Predicting Rate Constants of Reactive Chlorine Species toward Organic Compounds by Combining Machine Learning and Quantum Chemical Calculation

Reactive chlorine species (RCS), such as chlorine (HOCl/OCl–), chlorine dioxide (ClO2), chlorine atom (Cl•), and dichlorine radical (Cl2•–), play a crucial role in oxidation and disinfection worldwide. In this study, we developed machine learning (ML)-based quantitative structure–activity relationship (QSAR) models to predict the rate constants of RCS toward organic compounds by using quantum chemical descriptors (QDs) and Morgan fingerprints (MFs) as input features along with three tree-based ML algorithms.

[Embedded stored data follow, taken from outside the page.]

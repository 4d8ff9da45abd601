//! # Server Settings
//!
//! Runtime configuration for the HTTP server, loaded from `WAYPOINT_*`
//! environment variables or built programmatically.

use std::path::PathBuf;

/// Server runtime configuration.
#[derive(Debug, Clone)]
pub struct ServerConfig {
    /// Bind address for the HTTP listener
    pub host:                  String,
    /// Bind port for the HTTP listener
    pub port:                  u16,
    /// Root directory for report attachment storage
    pub upload_dir:            PathBuf,
    /// Session lifetime in hours
    pub session_ttl_hours:     i64,
    /// TLS certificate path (PEM), if serving HTTPS
    pub tls_cert:              Option<PathBuf>,
    /// TLS private key path (PEM), if serving HTTPS
    pub tls_key:               Option<PathBuf>,
}

impl ServerConfig {
    /// Creates a configuration with default values.
    #[must_use]
    pub fn new() -> Self {
        Self {
            host:                  "127.0.0.1".to_string(),
            port:                  8080,
            upload_dir:            PathBuf::from("uploads"),
            session_ttl_hours:     24,
            tls_cert:              None,
            tls_key:               None,
        }
    }

    /// Sets the bind host.
    #[must_use]
    pub fn with_host(mut self, host: &str) -> Self {
        self.host = host.to_string();
        self
    }

    /// Sets the bind port.
    #[must_use]
    pub fn with_port(mut self, port: u16) -> Self {
        self.port = port;
        self
    }

    /// Sets the attachment storage root.
    #[must_use]
    pub fn with_upload_dir(mut self, dir: impl Into<PathBuf>) -> Self {
        self.upload_dir = dir.into();
        self
    }

    /// Sets the session lifetime in hours.
    #[must_use]
    pub fn with_session_ttl_hours(mut self, hours: i64) -> Self {
        self.session_ttl_hours = hours;
        self
    }

    /// Sets the TLS certificate and key paths.
    #[must_use]
    pub fn with_tls(mut self, cert: impl Into<PathBuf>, key: impl Into<PathBuf>) -> Self {
        self.tls_cert = Some(cert.into());
        self.tls_key = Some(key.into());
        self
    }

    /// The socket address string for binding.
    #[must_use]
    pub fn bind_addr(&self) -> String { format!("{}:{}", self.host, self.port) }

    /// Whether TLS serving is configured.
    #[must_use]
    pub fn tls_enabled(&self) -> bool { self.tls_cert.is_some() && self.tls_key.is_some() }
}

impl Default for ServerConfig {
    fn default() -> Self { Self::new() }
}

/// Loads server configuration from environment variables.
///
/// Reads the following environment variables:
/// - `WAYPOINT_HOST` (default: "127.0.0.1")
/// - `WAYPOINT_PORT` (default: "8080")
/// - `WAYPOINT_UPLOAD_DIR` (default: "uploads")
/// - `WAYPOINT_SESSION_TTL_HOURS` (default: "24")
/// - `WAYPOINT_TLS_CERT` / `WAYPOINT_TLS_KEY` (default: unset)
#[must_use]
pub fn load_config_from_env() -> ServerConfig {
    let get_env = |key: &str, default: &str| std::env::var(key).unwrap_or_else(|_| default.to_string());

    let mut config = ServerConfig::new()
        .with_host(&get_env("WAYPOINT_HOST", "127.0.0.1"))
        .with_port(get_env("WAYPOINT_PORT", "8080").parse().unwrap_or(8080))
        .with_upload_dir(get_env("WAYPOINT_UPLOAD_DIR", "uploads"))
        .with_session_ttl_hours(get_env("WAYPOINT_SESSION_TTL_HOURS", "24").parse().unwrap_or(24));

    if let (Ok(cert), Ok(key)) = (std::env::var("WAYPOINT_TLS_CERT"), std::env::var("WAYPOINT_TLS_KEY")) {
        config = config.with_tls(cert, key);
    }

    config
}
//! # Router
//!
//! Route tables in tiers: public (registration, login, health), session
//! bootstrap (logout and CSRF issuance, session-only), session
//! (everything account-scoped, with CSRF enforcement on mutations), and
//! admin (oversight endpoints behind the role gate).

use axum::{
    extract::DefaultBodyLimit,
    middleware,
    routing::{delete, get, post, put},
    Router,
};

use crate::{
    auth::handlers as auth_handlers,
    handlers::{admin, attachments, health, members, missions, profile, reports},
    middleware::{require_admin, require_csrf, require_session, track_requests},
    storage::MAX_ATTACHMENT_BYTES,
    AppState,
};

/// Headroom over the attachment cap for multipart framing.
const BODY_LIMIT: usize = MAX_ATTACHMENT_BYTES + 64 * 1024;

/// Public routes reachable without a session.
fn public_routes() -> Router<AppState> {
    Router::new()
        .route("/api/v1/auth/register", post(auth_handlers::register))
        .route("/api/v1/auth/login", post(auth_handlers::login))
        .route("/health", get(health::health))
}

/// Session bootstrap routes: CSRF issuance and logout. Behind a session
/// but exempt from the CSRF check, since the client has no token yet.
fn session_bootstrap_routes(state: AppState) -> Router<AppState> {
    Router::new()
        .route("/api/v1/auth/logout", post(auth_handlers::logout))
        .route("/api/v1/auth/csrf", get(auth_handlers::csrf))
        .layer(middleware::from_fn_with_state(state, require_session))
}

/// Account-scoped routes behind a session; mutations also require the
/// CSRF header.
fn session_routes(state: AppState) -> Router<AppState> {
    Router::new()
        .route("/api/v1/profile", get(profile::get_profile).put(profile::update_profile))
        .route("/api/v1/profile/password", put(profile::change_password))
        .route("/api/v1/members", get(members::list_members).post(members::create_member))
        .route(
            "/api/v1/members/:id",
            get(members::get_member)
                .put(members::update_member)
                .delete(members::delete_member),
        )
        .route(
            "/api/v1/missions",
            get(missions::list_missions).post(missions::create_mission),
        )
        .route("/api/v1/missions/stats", get(missions::mission_stats))
        .route(
            "/api/v1/missions/:id",
            get(missions::get_mission)
                .put(missions::update_mission)
                .delete(missions::delete_mission),
        )
        .route("/api/v1/missions/:id/document", get(missions::mission_document))
        .route(
            "/api/v1/reports",
            get(reports::list_reports).post(reports::create_report),
        )
        .route("/api/v1/reports/stats", get(reports::report_stats))
        .route(
            "/api/v1/reports/:id",
            get(reports::get_report)
                .put(reports::update_report)
                .delete(reports::delete_report),
        )
        .route("/api/v1/reports/:id/submit", post(reports::submit_report))
        .route(
            "/api/v1/reports/:id/attachments",
            post(attachments::upload_attachment).get(attachments::list_attachments),
        )
        .route("/api/v1/attachments/:id", delete(attachments::delete_attachment))
        .layer(middleware::from_fn(require_csrf))
        .layer(middleware::from_fn_with_state(state, require_session))
}

/// Oversight routes behind the admin role.
fn admin_routes(state: AppState) -> Router<AppState> {
    Router::new()
        .route("/api/v1/admin/users", get(admin::list_users))
        .route("/api/v1/admin/users/:id/action", post(admin::user_action))
        .route("/api/v1/admin/missions", get(admin::list_missions))
        .route("/api/v1/admin/missions/:id/approve", post(admin::approve_mission))
        .route("/api/v1/admin/reports", get(admin::list_reports))
        .route("/api/v1/admin/reports/:id/action", post(admin::report_action))
        .layer(middleware::from_fn(require_admin))
        .layer(middleware::from_fn(require_csrf))
        .layer(middleware::from_fn_with_state(state, require_session))
}

/// Builds the full application router.
#[must_use]
pub fn create_app_router(state: AppState) -> Router {
    Router::new()
        .merge(public_routes())
        .merge(session_bootstrap_routes(state.clone()))
        .merge(session_routes(state.clone()))
        .merge(admin_routes(state.clone()))
        .layer(DefaultBodyLimit::max(BODY_LIMIT))
        .layer(middleware::from_fn(track_requests))
        .with_state(state)
}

The ML-based models (RMSEtest = 0.528–1.131) outperform multiple linear regression-based models (RMSEtest = 0.772–4.837). Moreover, the QSAR models developed by combining QDs and MFs as input features (RMSEtest = 0.528–0.948) show better prediction performance than that by QDs (RMSEtest = 0.616–1.875) or MFs alone (RMSEtest = 0.636–1.439) for all four RCS. The SHapely Additive exPlanation (SHAP) analysis reveals that the energy of the highest occupied molecular orbital (EHOMO), charge, and −O––NH2 and −CO are the most important descriptors affecting the rate constants of RCS. This study demonstrates that the combination of QDs and MFs as input features achieves much better model prediction performance for RCS, which can be extrapolated to other oxidants in water treatment.